Twenty per cent-plus falls in Land Securities’ and British Land’s net asset value in the six months to 30 September come as no surprise.
While these are alarming figures in themselves, both of Britain’s biggest property companies have also made reassuring and detailed noises about their debt.
So far, so good.
At present – and barring a property earthquake – neither would need the money to stay solvent. Rather, by asking existing or new shareholders for £500m-£1bn or more of new equity, both could wade into the market to buy property that is now more bargain basement than cheap.
As experts from ING said this week, now is the buying opportunity ‘of the decade’, and there is no point having talented teams gawping from the sidelines as others make hay.
Any rights issues would have to be deeply discounted because there is the danger that LandSecs or British Land shares could fall further and make the offer unappealing.
At the same time, terms offered to new – Middle Eastern? – investors would have to be priced to not offend existing shareholders, repeating Barclays’ mistake.
The arguments against? That rights issues would shake already-fragile confidence and could be misconstrued as a rescue move.
Go for it. Although Citi is in the mire, one of its smartest moves was to raise $50bn of equity as the credit crunch took hold.

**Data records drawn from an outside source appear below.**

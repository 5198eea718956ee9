//! Structural answer extraction
//!
//! For every evidence sentence that shares enough dependency structure with
//! the question, locate the span playing the syntactic role the predicted
//! answer type expects, render it back to surface text, and merge the
//! candidates into one deduplicated answer set.

use crate::classifier::AnswerType;
use crate::question::Question;
use metrics::counter;
use quaero_common::config::AnswerConfig;
use quaero_common::parse::{DepRel, ParsedSentence, PosTag, SentenceParser};
use quaero_common::text::{split_sentences, token_count};
use quaero_common::Result;
use quaero_retrieval::EvidenceUnit;
use std::collections::{HashMap, HashSet};
use std::sync::Arc;

/// One extracted span, kept only for intra-call deduplication
#[derive(Debug, Clone)]
struct AnswerCandidate {
    text: String,
    source: String,
    score: f32,
}

/// The structural-matching core
pub struct AnswerEngine {
    parser: Arc<dyn SentenceParser>,
    config: AnswerConfig,
}

impl AnswerEngine {
    pub fn new(parser: Arc<dyn SentenceParser>, config: AnswerConfig) -> Self {
        Self { parser, config }
    }

    /// Extract a deduplicated set of answer strings from the evidence.
    ///
    /// Evidence units are independent: each is processed on its own and
    /// owns its local candidate list; lists are merged at a single join
    /// point. An unparseable evidence sentence is skipped, never fatal.
    /// Zero surviving candidates is a success yielding an empty set.
    pub async fn extract(
        &self,
        question: &Question,
        evidence: &[EvidenceUnit],
    ) -> Result<HashSet<String>> {
        let per_unit = futures::future::join_all(
            evidence.iter().map(|unit| self.process_unit(question, unit)),
        )
        .await;

        // Case-insensitive dedup keeping the first-seen spelling: the
        // score never ranks or replaces, so added evidence can only add
        // answers, never displace one already in the set
        let mut unique: HashMap<String, AnswerCandidate> = HashMap::new();
        for candidates in per_unit {
            for candidate in candidates {
                tracing::trace!(
                    answer = candidate.text.as_str(),
                    source = candidate.source.as_str(),
                    score = candidate.score,
                    "Answer candidate"
                );
                unique.entry(candidate.text.to_lowercase()).or_insert(candidate);
            }
        }

        Ok(unique.into_values().map(|c| c.text).collect())
    }

    /// Mine one evidence unit for candidates
    async fn process_unit(&self, question: &Question, unit: &EvidenceUnit) -> Vec<AnswerCandidate> {
        let mut candidates = Vec::new();

        for sentence in split_sentences(&unit.text) {
            if token_count(&sentence) < self.config.min_sentence_tokens {
                counter!("quaero_evidence_sentences_skipped_total", "reason" => "too_short")
                    .increment(1);
                continue;
            }

            let parsed = match self.parser.parse(&sentence) {
                Ok(parsed) => parsed,
                Err(e) => {
                    tracing::debug!(
                        source = unit.source.as_str(),
                        error = %e,
                        "Skipping unparseable evidence sentence"
                    );
                    counter!("quaero_evidence_sentences_skipped_total", "reason" => "unparseable")
                        .increment(1);
                    continue;
                }
            };

            let score = self.overlap_score(question, &parsed);
            if score < self.config.min_overlap {
                continue;
            }

            if let Some(span) = self.locate_span(question, &parsed) {
                let text = normalize(&parsed.render(&span));
                if !text.is_empty() {
                    candidates.push(AnswerCandidate {
                        text,
                        source: unit.source.clone(),
                        score,
                    });
                }
            }
        }

        tracing::debug!(
            source = unit.source.as_str(),
            candidates = candidates.len(),
            "Evidence unit processed"
        );

        candidates
    }

    /// Structural overlap between question and evidence sentence: one point
    /// per shared lemma, an extra point when the shared token heads a
    /// subtree, another when it stands in the question focus relation
    fn overlap_score(&self, question: &Question, sentence: &ParsedSentence) -> f32 {
        let question_lemmas = question.lemmas();
        let focus_rel = question.focus_rel();

        let mut score = 0.0;
        for (idx, token) in sentence.tokens().iter().enumerate() {
            if !token.is_lexical() || !question_lemmas.contains(token.lemma.as_str()) {
                continue;
            }
            score += 1.0;
            if !sentence.children(idx).is_empty() {
                score += 1.0;
            }
            if focus_rel == Some(token.rel) {
                score += 1.0;
            }
        }
        score
    }

    /// Answer-span location policy per answer type
    fn locate_span(&self, question: &Question, sentence: &ParsedSentence) -> Option<Vec<usize>> {
        let shared = question.lemmas();
        let is_shared = |idx: usize| shared.contains(sentence.token(idx).lemma.as_str());

        match question.answer_type() {
            AnswerType::Date | AnswerType::Quantity => sentence
                .tokens()
                .iter()
                .enumerate()
                .find(|(idx, t)| t.pos == PosTag::Numeral && !is_shared(*idx))
                .map(|(idx, _)| sentence.subtree(idx)),

            AnswerType::Person | AnswerType::Location => sentence
                .tokens()
                .iter()
                .enumerate()
                .find(|(idx, t)| {
                    t.pos == PosTag::ProperNoun
                        && !is_shared(*idx)
                        // Skip run tails so a multi-word name is one span
                        && t.head.map_or(true, |h| sentence.token(h).pos != PosTag::ProperNoun)
                })
                .map(|(idx, _)| sentence.subtree(idx)),

            AnswerType::Definition => sentence
                .children(sentence.root())
                .into_iter()
                .find(|&child| {
                    matches!(sentence.token(child).rel, DepRel::Complement | DepRel::Object)
                })
                .map(|child| sentence.subtree(child))
                .or_else(|| self.sentence_minus_shared(sentence, &shared)),

            AnswerType::Other => sentence
                .children(sentence.root())
                .into_iter()
                .find(|&child| sentence.token(child).rel == DepRel::Subject)
                .map(|child| sentence.subtree(child))
                .or_else(|| self.sentence_minus_shared(sentence, &shared)),
        }
    }

    /// Fallback span: the sentence trimmed of the question's own tokens
    fn sentence_minus_shared(
        &self,
        sentence: &ParsedSentence,
        shared: &HashSet<&str>,
    ) -> Option<Vec<usize>> {
        let remainder: Vec<usize> = sentence
            .tokens()
            .iter()
            .enumerate()
            .filter(|(_, t)| t.is_lexical() && !shared.contains(t.lemma.as_str()))
            .map(|(idx, _)| idx)
            .collect();

        if remainder.is_empty() {
            None
        } else {
            Some(remainder)
        }
    }
}

/// Post-render trim: outer whitespace and punctuation
fn normalize(rendered: &str) -> String {
    rendered
        .trim_matches(|c: char| c.is_whitespace() || (c.is_ascii_punctuation() && c != '\''))
        .to_string()
}

#[cfg(test)]
mod tests {
    use super::*;
    use crate::classifier::{AnswerType, ClassifierModel, LexicalClassifier};
    use quaero_common::parse::HeuristicParser;

    fn engine() -> AnswerEngine {
        AnswerEngine::new(
            Arc::new(HeuristicParser::new()),
            AnswerConfig {
                min_overlap: 2.0,
                min_sentence_tokens: 3,
            },
        )
    }

    fn question(text: &str) -> Question {
        let parser = HeuristicParser::new();
        let parsed = parser.parse(text).unwrap();
        let label = LexicalClassifier::new().predict(&parsed).unwrap();
        Question::new(text, parsed, label)
    }

    fn unit(text: &str, source: &str) -> EvidenceUnit {
        EvidenceUnit {
            text: text.to_string(),
            source: source.to_string(),
        }
    }

    #[tokio::test]
    async fn test_date_extraction() {
        let q = question("What year did the ship Titanic sink?");
        assert_eq!(q.answer_type(), AnswerType::Date);

        let evidence = vec![unit(
            "The Titanic sank in 1912 after striking an iceberg.",
            "https://example.org/titanic",
        )];
        let answers = engine().extract(&q, &evidence).await.unwrap();
        assert!(answers.contains("1912"), "answers: {:?}", answers);
    }

    #[tokio::test]
    async fn test_unrelated_evidence_contributes_nothing() {
        let q = question("What year did the ship Titanic sink?");

        let evidence = vec![unit(
            "Bananas ripen faster inside a paper bag.",
            "https://example.org/bananas",
        )];
        let answers = engine().extract(&q, &evidence).await.unwrap();
        assert!(answers.is_empty());
    }

    #[tokio::test]
    async fn test_duplicate_phrase_across_units_collapses() {
        let q = question("What year did the ship Titanic sink?");

        let evidence = vec![
            unit("The Titanic sank in 1912.", "https://a.example.org"),
            unit("Records agree the Titanic sank in 1912.", "https://b.example.org"),
        ];
        let answers = engine().extract(&q, &evidence).await.unwrap();
        assert_eq!(
            answers.iter().filter(|a| a.contains("1912")).count(),
            1,
            "answers: {:?}",
            answers
        );
    }

    #[tokio::test]
    async fn test_short_snippet_skipped() {
        let q = question("What year did the ship Titanic sink?");

        let evidence = vec![unit("Titanic 1912", "https://example.org")];
        let answers = engine().extract(&q, &evidence).await.unwrap();
        assert!(answers.is_empty());
    }

    #[tokio::test]
    async fn test_person_extraction_skips_question_tokens() {
        let q = question("Who designed the Titanic?");
        assert_eq!(q.answer_type(), AnswerType::Person);

        let evidence = vec![unit(
            "The Titanic was designed by Thomas Andrews.",
            "https://example.org",
        )];
        let answers = engine().extract(&q, &evidence).await.unwrap();
        assert!(
            answers.iter().any(|a| a.contains("Thomas")),
            "answers: {:?}",
            answers
        );
        assert!(!answers.contains("Titanic"));
    }

    #[tokio::test]
    async fn test_definition_extraction() {
        let q = question("What is titanium?");
        assert_eq!(q.answer_type(), AnswerType::Definition);

        let evidence = vec![unit(
            "Titanium is a chemical element with low density.",
            "https://example.org",
        )];
        let answers = engine().extract(&q, &evidence).await.unwrap();
        assert!(
            answers.iter().any(|a| a.contains("chemical element")),
            "answers: {:?}",
            answers
        );
    }

    #[tokio::test]
    async fn test_no_evidence_is_empty_set() {
        let q = question("What year did the ship Titanic sink?");
        let answers = engine().extract(&q, &[]).await.unwrap();
        assert!(answers.is_empty());
    }

    #[test]
    fn test_zero_overlap_scores_zero() {
        let q = question("What year did the ship Titanic sink?");
        let parser = HeuristicParser::new();
        let parsed = parser.parse("Bananas ripen faster inside a paper bag.").unwrap();
        assert_eq!(engine().overlap_score(&q, &parsed), 0.0);
    }

    #[test]
    fn test_normalize_trims_punctuation() {
        assert_eq!(normalize("  1912. "), "1912");
        assert_eq!(normalize("\"Harland and Wolff\""), "Harland and Wolff");
    }
}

With yields set to rise still further, raising cash to buy rock-bottom real estate, as well as shoring up the defences, would be a brave but positive move.
One intriguing footnote from the ING presentation was its recommendation of ‘dull but resilient’ industrial property.
‘Stay overweight’, ING said, reiterating that multi-let industrials are the best-performing UK property sector over the very long term.
While LandSecs and British Land wrestle with their retail- and office-dominated portfolios, industrial specialists Segro and Brixton look better placed than most in the upper echelons of the sector.